Anthéa semblait plus tranquille et moins angoissée aux approches de midi et à la menace des affreuses visions qui l’épuisaient. Ce qu’avait dit du jeune Nazaréen le procurateur s’était emparé de son esprit et lui faisait oublier sa propre détresse. Il y avait là, pour elle, quelque chose d’étonnant,— d’incompréhensible presque !... Beaucoup d’hommes, alors, savaient mourir avec calme, comme s’éteint un bûcher funéraire où le bois s’est consumé. — Ce calme, ce courage venaient d’une résignation philosophique à l’implacable nécessité d’un passage de la lumière aux ténèbres, de la vie réelle à une existence illusoire, terne et imprécise. Mais, personne, jusqu’ici, n’avait béni la mort, personne n’avait quitté la vie avec la certitude inébranlable que ce n’était qu’au-delà du bûcher et de la tombe que commençait une existence véritable, — un bonheur si puissant, tellement infini, qu’il ne pouvait être imparti que par une Entité toute puissante elle-même — et infinie.

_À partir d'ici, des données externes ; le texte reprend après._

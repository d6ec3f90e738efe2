//! Virtueller Client – der Bot, ueber den die Engine Sprache einspeist
//!
//! Der Slot wird gecacht, aber vor jeder Verwendung beim Host nachgeprueft.
//! Ist er verschwunden (Map-Wechsel, Kick), wird ein neuer Bot angelegt.

use voicebridge_core::{BridgeError, Result, SlotIndex};

use crate::slots::{ClientSlotTable, HostClients};

/// Standardname des Bots
pub const DEFAULT_VIRTUAL_CLIENT_NAME: &str = "Sympho";

pub struct VirtualClientManager {
    name: String,
    cached: Option<SlotIndex>,
}

impl VirtualClientManager {
    pub fn neu(name: impl Into<String>) -> Self {
        Self {
            name: name.into(),
            cached: None,
        }
    }

    pub fn name(&self) -> &str {
        &self.name
    }

    /// Zuletzt bekannter Slot, ungeprueft
    pub fn cached(&self) -> Option<SlotIndex> {
        self.cached
    }

    /// Liefert den Slot des Bots und legt ihn bei Bedarf neu an.
    ///
    /// Ein gecachter Slot wird nur verwendet, wenn er noch aktiv ist und
    /// als Bot gefuehrt wird.
    pub fn resolve_virtual_slot<H: HostClients>(
        &mut self,
        slots: &mut ClientSlotTable<H>,
    ) -> Result<SlotIndex> {
        if let Some(slot) = self.cached {
            if slots.is_virtual(slot) {
                return Ok(slot);
            }
            tracing::debug!(slot = %slot, "Virtueller Client verschwunden, wird neu erstellt");
            self.cached = None;
        }

        let slot = slots.create_virtual(&self.name).ok_or_else(|| {
            BridgeError::VirtuellerClient(format!(
                "Host konnte '{}' nicht erstellen",
                self.name
            ))
        })?;

        // Der Host kann einen Slot melden, der (noch) nicht nutzbar ist
        if !slots.is_virtual(slot) {
            return Err(BridgeError::VirtuellerClient(format!(
                "{} ist kein aktiver Bot",
                slot
            )));
        }

        tracing::info!(slot = %slot, name = %self.name, "Virtueller Client erstellt");
        self.cached = Some(slot);
        Ok(slot)
    }
}

impl Default for VirtualClientManager {
    fn default() -> Self {
        Self::neu(DEFAULT_VIRTUAL_CLIENT_NAME)
    }
}

// ---------------------------------------------------------------------------
// Tests
// ---------------------------------------------------------------------------
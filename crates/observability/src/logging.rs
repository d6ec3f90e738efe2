//! Structured Logging Setup via tracing-subscriber
//!
//! Konfigurierbar per Umgebungsvariable:
//! - `VB_LOG_LEVEL`: Log-Level oder Filter-Ausdruck, ueberschreibt die Konfiguration
//! - `VB_LOG_FORMAT`: Format (text/json), ueberschreibt die Konfiguration
//!
//! Der Host kann die Extension mehrfach pro Prozess laden. Ist bereits ein
//! globaler Subscriber gesetzt, bleibt dieser aktiv.

use tracing_subscriber::{fmt, EnvFilter};

pub const LOG_LEVEL_ENV: &str = "VB_LOG_LEVEL";
pub const LOG_FORMAT_ENV: &str = "VB_LOG_FORMAT";

/// Initialisiert das Logging-System.
///
/// Gibt `true` zurueck wenn dieser Aufruf den globalen Subscriber gesetzt hat.
pub fn logging_initialisieren(level: &str, format: &str) -> bool {
    let filter = EnvFilter::try_from_env(LOG_LEVEL_ENV)
        .or_else(|_| EnvFilter::try_new(level))
        .unwrap_or_else(|_| EnvFilter::new("info"));

    let format = std::env::var(LOG_FORMAT_ENV).unwrap_or_else(|_| format.to_string());

    let ergebnis = match format.as_str() {
        "json" => fmt()
            .json()
            .with_env_filter(filter)
            .with_target(true)
            .with_thread_ids(true)
            .try_init(),
        _ => fmt().with_env_filter(filter).with_target(true).try_init(),
    };
    ergebnis.is_ok()
}

/// Validiert ob ein Log-Level-String gueltig ist.
pub fn log_level_gueltig(level: &str) -> bool {
    matches!(level, "trace" | "debug" | "info" | "warn" | "error")
}

/// Validiert ob ein Log-Format-String gueltig ist.
pub fn log_format_gueltig(format: &str) -> bool {
    matches!(format, "text" | "json")
}
//! Client-Slot-Tabelle – Sicht auf die Clients des Hosts
//!
//! Die Tabelle speichert selbst keinen Verbindungszustand. Jede Abfrage geht
//! direkt an den Host, damit nie auf Basis eines veralteten Zustands
//! gehandelt wird: ein Client kann sich zwischen zwei Frames trennen.

use voicebridge_core::{AccountId, SlotIndex};

// ---------------------------------------------------------------------------
// Host-Schnittstelle
// ---------------------------------------------------------------------------

/// Opaker Handle des Hosts auf einen lebenden Client
#[derive(Debug, Clone, Copy, PartialEq, Eq, Hash)]
pub struct ClientHandle(pub u64);

/// Momentaufnahme eines Slots wie der Host ihn meldet
#[derive(Debug, Clone, Copy, PartialEq, Eq)]
pub struct ClientInfo {
    /// Verbindung steht
    pub connected: bool,
    /// Client ist im Spiel (nicht mehr im Ladebildschirm)
    pub in_game: bool,
    /// Vom Host erzeugter Bot ohne echten Spieler
    pub fake: bool,
    /// Stabile externe Identitaet
    pub account_id: AccountId,
    /// Handle fuer den Broadcast-Aufruf
    pub handle: ClientHandle,
}

/// Was der Host ueber seine Clients preisgeben muss
pub trait HostClients {
    /// Aktueller Zustand eines Slots, `None` wenn der Slot leer ist
    fn client_info(&self, slot: SlotIndex) -> Option<ClientInfo>;

    /// Erstellt einen Bot mit dem gegebenen Namen und liefert dessen Slot
    fn create_fake_client(&mut self, name: &str) -> Option<SlotIndex>;
}

// ---------------------------------------------------------------------------
// ClientSlotTable
// ---------------------------------------------------------------------------

/// Nur-Lese-Sicht auf bis zu `MAX_SLOTS` Clients
pub struct ClientSlotTable<H> {
    host: H,
}

impl<H: HostClients> ClientSlotTable<H> {
    /// Erstellt eine Tabelle ueber dem gegebenen Host
    pub fn neu(host: H) -> Self {
        Self { host }
    }

    pub fn host(&self) -> &H {
        &self.host
    }

    pub fn host_mut(&mut self) -> &mut H {
        &mut self.host
    }

    /// Zustand des Slots, nur wenn verbunden und im Spiel
    fn aktiv(&self, slot: SlotIndex) -> Option<ClientInfo> {
        self.host
            .client_info(slot)
            .filter(|info| info.connected && info.in_game)
    }

    /// Verbunden und im Spiel
    pub fn is_active(&self, slot: SlotIndex) -> bool {
        self.aktiv(slot).is_some()
    }

    /// Externe Identitaet – nur fuer aktive Slots definiert
    pub fn external_identity(&self, slot: SlotIndex) -> Option<AccountId> {
        self.aktiv(slot).map(|info| info.account_id)
    }

    /// Aktiver Slot, der vom Host als Bot gefuehrt wird
    pub fn is_virtual(&self, slot: SlotIndex) -> bool {
        self.aktiv(slot).is_some_and(|info| info.fake)
    }

    /// Live-Handle des Clients; `None` heisst "inzwischen getrennt"
    pub fn resolve(&self, slot: SlotIndex) -> Option<ClientHandle> {
        self.aktiv(slot).map(|info| info.handle)
    }

    /// Laesst den Host einen neuen Bot anlegen
    pub fn create_virtual(&mut self, name: &str) -> Option<SlotIndex> {
        self.host.create_fake_client(name)
    }
}

// ---------------------------------------------------------------------------
// Tests
// ---------------------------------------------------------------------------
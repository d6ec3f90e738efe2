//! Scripting-Natives, die die Extension beim Host registriert

use std::sync::Arc;

use voicebridge_voice::VolumeBuffer;

/// Bibliothek, unter der die Natives registriert werden
pub const NATIVE_LIBRARY: &str = "VoiceServer";

/// `ClientToVoiceVolumeMap(buffer, enable)`
pub const CLIENT_TO_VOICE_VOLUME_MAP: &str = "ClientToVoiceVolumeMap";

/// Alle Natives dieser Extension
pub const NATIVES: &[&str] = &[CLIENT_TO_VOICE_VOLUME_MAP];

/// Was ein Aufruf von `ClientToVoiceVolumeMap` bewirkt
#[derive(Debug, Clone)]
pub enum VolumeMapAufruf {
    Installieren(Arc<VolumeBuffer>),
    Entfernen,
}

impl VolumeMapAufruf {
    /// Deutet die Argumente des Skripts. `enable` ohne Puffer entfernt die
    /// Zuordnung ebenso wie `enable = false`.
    pub fn aus_argumenten(buffer: Option<Arc<VolumeBuffer>>, enable: bool) -> Self {
        match (enable, buffer) {
            (true, Some(buffer)) => Self::Installieren(buffer),
            (true, None) => {
                tracing::warn!("{} ohne Puffer aufgerufen", CLIENT_TO_VOICE_VOLUME_MAP);
                Self::Entfernen
            }
            (false, _) => Self::Entfernen,
        }
    }
}
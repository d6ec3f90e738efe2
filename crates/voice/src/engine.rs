//! Schnittstelle zur externen Sprach-Engine
//!
//! Die Engine ist die Komponente, die Sprache ausserhalb des Spielservers
//! verarbeitet. Eingehende Frames bekommt sie synchron im Broadcast-Pfad,
//! ausgehende Frames liefert sie nur innerhalb von `pump()` ab.

use voicebridge_core::{Result, VoiceFrame};

/// Tracing-Target fuer Meldungen der Engine
pub const ENGINE_LOG_TARGET: &str = "voicebridge::engine";

/// Empfaenger fuer Frames, die die Engine an Spieler senden will
pub trait OutboundSink {
    /// Liefert einen Frame an einen Slot (`-1` = virtueller Client)
    fn deliver_outbound(&mut self, slot_selector: i32, payload: &[u8]);
}

/// Externe Sprach-Engine
pub trait ExternalEngine {
    /// Startet die Engine. Ein leerer String heisst "keine Adresse".
    fn init(&mut self, listen_address: &str) -> Result<()>;

    /// Beendet die Engine; danach wird sie nicht mehr angesprochen
    fn shutdown(&mut self);

    /// Einmal pro Server-Tick: gepufferte Arbeit abarbeiten und ausgehende
    /// Frames ueber `sink` abliefern
    fn pump(&mut self, sink: &mut dyn OutboundSink);

    /// Nimmt einen eingehenden Frame entgegen und liefert die Payload,
    /// die statt des Originals gesendet werden soll
    fn deliver_inbound(&mut self, frame: VoiceFrame<'_>) -> Vec<u8>;
}

/// Leitet eine Meldung der Engine in das Fehlerlog des Hosts
pub fn engine_log(message: &str) {
    tracing::error!(target: ENGINE_LOG_TARGET, "{}", message);
}

impl<E: ExternalEngine + ?Sized> ExternalEngine for Box<E> {
    fn init(&mut self, listen_address: &str) -> Result<()> {
        (**self).init(listen_address)
    }

    fn shutdown(&mut self) {
        (**self).shutdown()
    }

    fn pump(&mut self, sink: &mut dyn OutboundSink) {
        (**self).pump(sink)
    }

    fn deliver_inbound(&mut self, frame: VoiceFrame<'_>) -> Vec<u8> {
        (**self).deliver_inbound(frame)
    }
}
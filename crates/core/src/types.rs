//! Gemeinsame Identifikationstypen fuer voicebridge
//!
//! Slot-Indizes und Konto-IDs verwenden das Newtype-Pattern, damit rohe
//! Host-Integer nicht mit bereits validierten Indizes verwechselt werden.

use serde::{Deserialize, Serialize};

/// Maximale Anzahl an Client-Slots des Hosts
pub const MAX_SLOTS: usize = 64;

/// Roher Slot-Selektor fuer den virtuellen (Server-)Sprecher
pub const VIRTUAL_SLOT_SELECTOR: i32 = -1;

/// Validierter Client-Slot im Bereich `[0, MAX_SLOTS)`
#[derive(Debug, Clone, Copy, PartialEq, Eq, Hash, PartialOrd, Ord, Serialize, Deserialize)]
pub struct SlotIndex(u8);

impl SlotIndex {
    /// Validiert einen rohen Host-Index. `None` ausserhalb von `[0, 64)`.
    pub fn new(raw: i32) -> Option<Self> {
        if (0..MAX_SLOTS as i32).contains(&raw) {
            Some(Self(raw as u8))
        } else {
            None
        }
    }

    /// Index als `usize` fuer Array-Zugriffe
    pub fn index(&self) -> usize {
        self.0 as usize
    }

    /// Alle gueltigen Slots in aufsteigender Reihenfolge
    pub fn alle() -> impl Iterator<Item = SlotIndex> {
        (0..MAX_SLOTS as u8).map(SlotIndex)
    }
}

impl std::fmt::Display for SlotIndex {
    fn fmt(&self, f: &mut std::fmt::Formatter<'_>) -> std::fmt::Result {
        write!(f, "slot:{}", self.0)
    }
}

/// Ziel einer ausgehenden Sprachzustellung
#[derive(Debug, Clone, Copy, PartialEq, Eq, Hash)]
pub enum SlotSelector {
    /// Ein konkreter Client-Slot
    Client(SlotIndex),
    /// Der virtuelle Server-Sprecher (roh: `-1`)
    Virtual,
}

impl SlotSelector {
    /// Interpretiert einen rohen Selektor der externen Engine
    pub fn from_raw(raw: i32) -> Option<Self> {
        if raw == VIRTUAL_SLOT_SELECTOR {
            Some(Self::Virtual)
        } else {
            SlotIndex::new(raw).map(Self::Client)
        }
    }
}

/// Stabile externe Identitaet eines Clients (z.B. Plattform-Konto-ID)
#[derive(Debug, Clone, Copy, PartialEq, Eq, Hash, Serialize, Deserialize)]
pub struct AccountId(pub u64);

impl std::fmt::Display for AccountId {
    fn fmt(&self, f: &mut std::fmt::Formatter<'_>) -> std::fmt::Result {
        write!(f, "account:{}", self.0)
    }
}

/// Interpretation der Sprach-Payload, fest pro Konfiguration
#[derive(Debug, Default, Clone, Copy, PartialEq, Eq, Serialize, Deserialize)]
#[serde(rename_all = "snake_case")]
pub enum PayloadMode {
    /// Opake, komprimierte Wire-Bytes; die Engine darf sie ersetzen
    #[default]
    Passthrough,
    /// Dekodierte 16-Bit-PCM-Samples (little-endian); die Engine beobachtet nur
    Transcode,
}

/// Ein Sprach-Frame wie er an die externe Engine uebergeben wird
#[derive(Debug, Clone, Copy)]
pub struct VoiceFrame<'a> {
    /// Sendender Slot
    pub slot: SlotIndex,
    /// Externe Identitaet des Senders
    pub account_id: AccountId,
    /// Lautstaerke-Faktor; `None` wenn er bereits lokal angewendet wurde
    pub gain: Option<f32>,
    /// Interpretation von `payload`
    pub mode: PayloadMode,
    /// Komprimierte Bytes oder PCM-Bytes je nach `mode`
    pub payload: &'a [u8],
}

Et l’homme qu’on allait crucifier prêchait cela comme une vérité incontestable ! — Anthéa se sentait profondément frappée par cet enseignement, qui lui apparaissait une source unique d’espérance et de rédemption. Elle savait qu’il lui fallait mourir, — et un immense regret s’emparait d’elle : mourir — c’était pour elle abandonner Cinna, abandonner son père, abandonner le monde, l’amour... — c’était le vide glacé, le néant, les ténèbres.

Et son regret s’illimitait de tout le bonheur qui était sa part en ce monde. Ah ! si la mort pouvait servir à quelque chose, si l’on pouvait emporter avec soi un souvenir d’amour, un reflet de bonheur — combien la résignation eût été plus aisée !

Et, alors qu’elle n’espérait rien, — rien de la mort, elle entendait soudain que la mort pouvait tout lui donner...

Qui donc prêchait cela ! Un homme étrange, un rabbi, un prophète, un philosophe, qui faisait de l’amour la plus haute des vertus, qui, sous le fouet, bénissait les hommes, et que l’on allait crucifier... — Et Anthéa songeait : — Pourquoi enseignait-il ainsi, quand la croix devait être son unique salaire ?... — D’autres désirèrent le pouvoir, Lui, point ; — d’autres voulurent la richesse, — Lui resta pauvre... — Ils voulurent des palais, des festins, des élégances, des étoffes de pourpre, des chars incrustés de nacre et d’ivoire, — Lui vécut, tel un pâtre ! — Il prêchait l’amour, la pitié, le pardon et la pauvreté... — pouvait il donc être méchant et affamer les hommes de vaines illusions ?

Mais s’il disait vrai, — alors, que bénie soit la mort, terme des misères terrestres, échange d’un bonheur infime contre un bonheur meilleur, lumière des yeux flétris, essor ailé vers des joies éternelles !... Maintenant Anthéa comprenait cette promesse de résurrection.

L’esprit et le cœur de la malade épousaient désespérément la doctrine nouvelle. Elle se rappelait les paroles de Timon, répétant que seule une vérité nouvelle pouvait arracher l’humanité aux fers qui l’enchaînaient. — La voici, la vérité nouvelle ! — Elle est victorieuse de la mort, — donc elle apporte le salut.

Et Anthéa s’abîma si profondément, de tout son être, dans ces pensées, que, pour la première fois depuis tant de jours, Cinna n’aperçut pas sur son visage l’angoisse surgissante.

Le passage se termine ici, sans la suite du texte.